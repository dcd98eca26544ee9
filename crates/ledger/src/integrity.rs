//! Application-level referential checks.
//!
//! The table enforces nothing beyond its key schema, so these checks are the
//! only thing standing between a bad dataset and corrupted index queries.

use std::collections::{HashMap, HashSet};

use uuid::Uuid;

use crate::errors::LedgerError;
use crate::models::{Decision, DecisionStatus, Project, ProjectMember};

/// Checks that a set of records forms a consistent ledger.
///
/// - project ids and decision ids are unique
/// - every member and decision points at one of the given projects
/// - a user appears at most once per project
/// - `supersedes_id` names another decision in the same project
/// - every superseded decision has at least one successor
pub fn validate_ledger(
    projects: &[Project],
    members: &[ProjectMember],
    decisions: &[Decision],
) -> Result<(), LedgerError> {
    let mut project_ids = HashSet::new();
    for project in projects {
        if !project_ids.insert(project.id) {
            return Err(LedgerError::DuplicateProject(project.id));
        }
    }

    let mut memberships = HashSet::new();
    for member in members {
        if !project_ids.contains(&member.project_id) {
            return Err(LedgerError::MemberWithoutProject {
                project_id: member.project_id,
                user_id: member.user_id.clone(),
            });
        }
        if !memberships.insert((member.project_id, member.user_id.as_str())) {
            return Err(LedgerError::DuplicateMember {
                project_id: member.project_id,
                user_id: member.user_id.clone(),
            });
        }
    }

    let mut decision_projects: HashMap<Uuid, Uuid> = HashMap::new();
    for decision in decisions {
        if decision_projects
            .insert(decision.id, decision.project_id)
            .is_some()
        {
            return Err(LedgerError::DuplicateDecision(decision.id));
        }
        if !project_ids.contains(&decision.project_id) {
            return Err(LedgerError::DecisionWithoutProject {
                decision_id: decision.id,
                project_id: decision.project_id,
            });
        }
    }

    let mut superseded = HashSet::new();
    for decision in decisions {
        let Some(supersedes_id) = decision.supersedes_id else {
            continue;
        };
        if supersedes_id == decision.id {
            return Err(LedgerError::SelfSupersession(decision.id));
        }
        match decision_projects.get(&supersedes_id) {
            None => {
                return Err(LedgerError::UnknownSupersededDecision {
                    decision_id: decision.id,
                    supersedes_id,
                });
            }
            Some(project_id) if *project_id != decision.project_id => {
                return Err(LedgerError::CrossProjectSupersession {
                    decision_id: decision.id,
                    supersedes_id,
                });
            }
            Some(_) => {
                superseded.insert(supersedes_id);
            }
        }
    }

    if let Some(orphan) = decisions
        .iter()
        .find(|d| d.status == DecisionStatus::Superseded && !superseded.contains(&d.id))
    {
        return Err(LedgerError::OrphanedSupersession(orphan.id));
    }

    Ok(())
}
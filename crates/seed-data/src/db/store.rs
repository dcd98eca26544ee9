//! The write boundary between the seeder and a table.

use async_trait::async_trait;
use thiserror::Error;

use super::codec::Item;

#[derive(Debug, Error)]
pub enum StoreError {
    #[error("DynamoDB error: {0}")]
    DynamoDb(#[from] Box<aws_sdk_dynamodb::Error>),
    #[error("Table not found: {0}")]
    TableNotFound(String),
    #[error("Item rejected: {0}")]
    Rejected(String),
}

/// How a put treats an item that already exists under the same key.
#[derive(Debug, Clone, Copy, Default, PartialEq, Eq)]
pub enum WriteMode {
    /// Replace whatever is stored under the key.
    #[default]
    Overwrite,
    /// Leave an existing item alone and report the put as skipped.
    IfAbsent,
}

#[derive(Debug, Clone, Copy, PartialEq, Eq)]
pub enum PutOutcome {
    Written,
    /// The item already existed and `WriteMode::IfAbsent` kept it.
    Skipped,
}

/// A table that accepts single-item writes.
#[async_trait]
pub trait ItemStore: Send + Sync {
    async fn put_item(
        &self,
        table: &str,
        item: Item,
        mode: WriteMode,
    ) -> Result<PutOutcome, StoreError>;
}

#[async_trait]
impl<S: ItemStore + ?Sized> ItemStore for &S {
    async fn put_item(
        &self,
        table: &str,
        item: Item,
        mode: WriteMode,
    ) -> Result<PutOutcome, StoreError> {
        (**self).put_item(table, item, mode).await
    }
}
use anyhow::Result;

use crate::defs::DigestModel;
use crate::defs::DigestOutput;
use crate::defs::DigestPreferences;
use crate::defs::DigestSelectedItem;
use crate::defs::InputItem;
use crate::defs::InputItemReference;

/// Selects every item and joins the first line of each into the digest text.
pub struct BaselineDigestModel;

fn headline(input_item: &InputItem) -> &str {
    input_item.text.lines().next().unwrap_or("").trim()
}

impl DigestModel for BaselineDigestModel {
    fn digest(preferences: &DigestPreferences, input_items: &[InputItem]) -> Result<DigestOutput> {
        _ = preferences;
        let selected_items = input_items
            .iter()
            .map(|input_item| DigestSelectedItem {
                input_item_uri: input_item.uri.clone(),
                references: vec![InputItemReference {
                    text_start_index: 0,
                    text_end_index: headline(input_item).len(),
                }],
            })
            .collect::<Vec<DigestSelectedItem>>();
        let text = input_items.iter().map(headline).collect::<Vec<&str>>().join("\n");
        Ok(DigestOutput { selected_items, text })
    }
}

#[cfg(test)]
mod tests {
    use super::*;

    fn item(uri: &str, text: &str) -> InputItem {
        InputItem {
            uri: uri.to_owned(),
            live_source_uri: "arxiv".to_owned(),
            text: text.to_owned(),
        }
    }

    #[test]
    fn keeps_every_item_in_order() {
        let items = vec![
            item("arxiv:2501.00001", "First paper\n\nabstract"),
            item("arxiv:2501.00002", "Second paper\n\nabstract"),
        ];
        let output = BaselineDigestModel::digest(&DigestPreferences::default(), &items).unwrap();

        assert_eq!(output.selected_items.len(), 2);
        assert_eq!(output.selected_items[0].input_item_uri, "arxiv:2501.00001");
        assert_eq!(output.text, "First paper\nSecond paper");
        assert_eq!(output.selected_items[1].references[0].text_end_index, "Second paper".len());
    }

    #[test]
    fn empty_input_gives_empty_digest() {
        let output = BaselineDigestModel::digest(&DigestPreferences::default(), &[]).unwrap();
        assert!(output.selected_items.is_empty());
        assert!(output.text.is_empty());
    }
}
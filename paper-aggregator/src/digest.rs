use crate::types::{DigestModel, DigestOutput, DigestPreferences, DigestSelectedItem, InputItem};
use interfaces::defs::InputItemReference;
use tracing::debug;

const ABSTRACT_MARKER: &str = "Abstract: ";

/// Plain-text digest of a pipeline result, one numbered paragraph per paper.
///
/// Items are expected in result order (ranked papers first), which the
/// digest keeps. Each selected item references its title and the first
/// sentence of its abstract.
pub struct PaperDigestModel;

fn title_range(text: &str) -> (usize, usize) {
    (0, text.find('\n').unwrap_or(text.len()))
}

fn first_sentence_range(text: &str) -> Option<(usize, usize)> {
    let start = text.find(ABSTRACT_MARKER)? + ABSTRACT_MARKER.len();
    let rest = &text[start..];
    if rest.trim().is_empty() {
        return None;
    }
    let end = rest
        .find(". ")
        .map(|dot| start + dot + 1)
        .unwrap_or(text.len());
    Some((start, end))
}

impl DigestModel for PaperDigestModel {
    fn digest(preferences: &DigestPreferences, input_items: &[InputItem]) -> anyhow::Result<DigestOutput> {
        if input_items.is_empty() {
            return Ok(DigestOutput {
                selected_items: Vec::new(),
                text: "No papers matched this run.".to_string(),
            });
        }

        let mut text = String::new();
        if !preferences.description.is_empty() {
            text.push_str(&format!("Papers for: {}\n\n", preferences.description));
        }

        let mut selected_items = Vec::with_capacity(input_items.len());
        for (i, item) in input_items.iter().enumerate() {
            let (title_start, title_end) = title_range(&item.text);
            let mut references = vec![InputItemReference {
                text_start_index: title_start,
                text_end_index: title_end,
            }];

            text.push_str(&format!("{}. {}\n", i + 1, &item.text[title_start..title_end]));
            if let Some((start, end)) = first_sentence_range(&item.text) {
                text.push_str(&format!("   {}\n", item.text[start..end].trim()));
                references.push(InputItemReference {
                    text_start_index: start,
                    text_end_index: end,
                });
            }
            text.push_str(&format!("   {}\n\n", item.uri));

            selected_items.push(DigestSelectedItem {
                input_item_uri: item.uri.clone(),
                references,
            });
        }

        debug!("Composed digest over {} papers", selected_items.len());
        Ok(DigestOutput {
            selected_items,
            text: text.trim_end().to_string(),
        })
    }
}

#[cfg(test)]
mod tests {
    use super::*;

    fn item(uri: &str, title: &str, abstract_text: &str) -> InputItem {
        InputItem {
            uri: uri.to_string(),
            live_source_uri: "arxiv".to_string(),
            text: format!(
                "{}\n\nAuthors: A. Author\n\nCategories: cs.AI\n\n{}{}",
                title, ABSTRACT_MARKER, abstract_text
            ),
        }
    }

    #[test]
    fn numbers_papers_in_order() {
        let items = vec![
            item("https://arxiv.org/abs/1", "First", "We do one thing. Then more."),
            item("https://arxiv.org/abs/2", "Second", "Short"),
        ];
        let preferences = DigestPreferences {
            uri: String::new(),
            description: "vision".to_string(),
        };

        let output = PaperDigestModel::digest(&preferences, &items).unwrap();

        assert!(output.text.starts_with("Papers for: vision\n\n1. First\n   We do one thing.\n"));
        assert!(output.text.contains("2. Second\n   Short\n   https://arxiv.org/abs/2"));
        assert_eq!(output.selected_items.len(), 2);

        let first = &output.selected_items[0];
        assert_eq!(first.input_item_uri, "https://arxiv.org/abs/1");
        let sentence = &first.references[1];
        assert_eq!(
            &items[0].text[sentence.text_start_index..sentence.text_end_index],
            "We do one thing."
        );
    }

    #[test]
    fn empty_result_has_placeholder_text() {
        let output = PaperDigestModel::digest(&DigestPreferences::default(), &[]).unwrap();
        assert!(output.selected_items.is_empty());
        assert_eq!(output.text, "No papers matched this run.");
    }
}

* * * * * * * * *

■ Your assignment ■
Each line above that includes the word "LedgerError" is to be copied.

■ Completed exercise ■
use crate::errors::LedgerError;
) -> Result<(), LedgerError> {
            return Err(LedgerError::DuplicateProject(project.id));
            return Err(LedgerError::MemberWithoutProject {
            return Err(LedgerError::DuplicateMember {
            return Err(LedgerError::DuplicateDecision(decision.id));
            return Err(LedgerError::DecisionWithoutProject {
            return Err(LedgerError::SelfSupersession(decision.id));
                return Err(LedgerError::UnknownSupersededDecision {
                return Err(LedgerError::CrossProjectSupersession {
        return Err(LedgerError::OrphanedSupersession(orphan.id));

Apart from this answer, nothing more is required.